What you have to do » Beginning with the line that holds "pub mod config;", please retype each line through the end of the listing below, both ends included, and nothing more.

Record extracts »

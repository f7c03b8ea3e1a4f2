use crate::error::DaoError;
use crate::typed::Column;
use crate::types::RowValues;

const PLACEHOLDER: &str = "?";
const SEPARATOR: &str = ",";

/// Build the placeholder list and positional arguments for a `value IN (...)` predicate.
///
/// ```rust
/// use typed_dao::prelude::*;
///
/// let (placeholders, args) = in_args(&[1_i64, 2, 3]).unwrap();
/// assert_eq!(placeholders, "?,?,?");
/// assert_eq!(args, vec![RowValues::Int(1), RowValues::Int(2), RowValues::Int(3)]);
/// let query = format!("SELECT id FROM users WHERE id IN ({placeholders})");
/// # let _ = query;
/// ```
///
/// # Errors
/// Returns [`DaoError::InvalidArgument`] for an empty slice, which has no valid `IN` list.
pub fn in_args<C: Column>(values: &[C]) -> Result<(String, Vec<RowValues>), DaoError> {
    if values.is_empty() {
        return Err(DaoError::InvalidArgument(
            "in_args requires at least one value".into(),
        ));
    }
    let placeholders = vec![PLACEHOLDER; values.len()].join(SEPARATOR);
    let args = values.iter().map(|value| value.to_value()).collect();
    Ok((placeholders, args))
}

#[cfg(test)]
mod tests {
    use super::*;

    #[test]
    fn one_placeholder_per_value_in_order() {
        let (placeholders, args) = in_args(&["b".to_string(), "a".to_string()]).unwrap();
        assert_eq!(placeholders, "?,?");
        assert_eq!(
            args,
            vec![RowValues::Text("b".into()), RowValues::Text("a".into())]
        );

        let (placeholders, args) = in_args(&[9_u8]).unwrap();
        assert_eq!(placeholders, "?");
        assert_eq!(args, vec![RowValues::Int(9)]);
    }

    #[test]
    fn empty_input_is_rejected() {
        let err = in_args::<i64>(&[]).unwrap_err();
        assert!(matches!(err, DaoError::InvalidArgument(_)));
    }
}
//! `SQLite` backend: bb8-pooled rusqlite connections behind the [`Executor`](crate::Executor)
//! trait.
//!
//! - config: options, env/JSON loading and the bb8 connection manager
//! - connection: the pooled database handle and blocking execution
//! - cursor: worker-driven cursors for streaming results
//! - params: conversion from [`RowValues`](crate::RowValues) to driver values
//! - query: row extraction

pub mod config;
pub mod connection;
mod cursor;
pub mod params;
pub mod query;

pub use config::{SqliteManager, SqliteOptions, SqliteOptionsBuilder, apply_wal_pragmas};
pub use connection::SqliteDatabase;
pub use cursor::SqliteCursor;
pub use params::Params;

Solved problem »
pub mod config;
pub mod connection;
mod cursor;
pub mod params;
pub mod query;

pub use config::{SqliteManager, SqliteOptions, SqliteOptionsBuilder, apply_wal_pragmas};
pub use connection::SqliteDatabase;
pub use cursor::SqliteCursor;
pub use params::Params;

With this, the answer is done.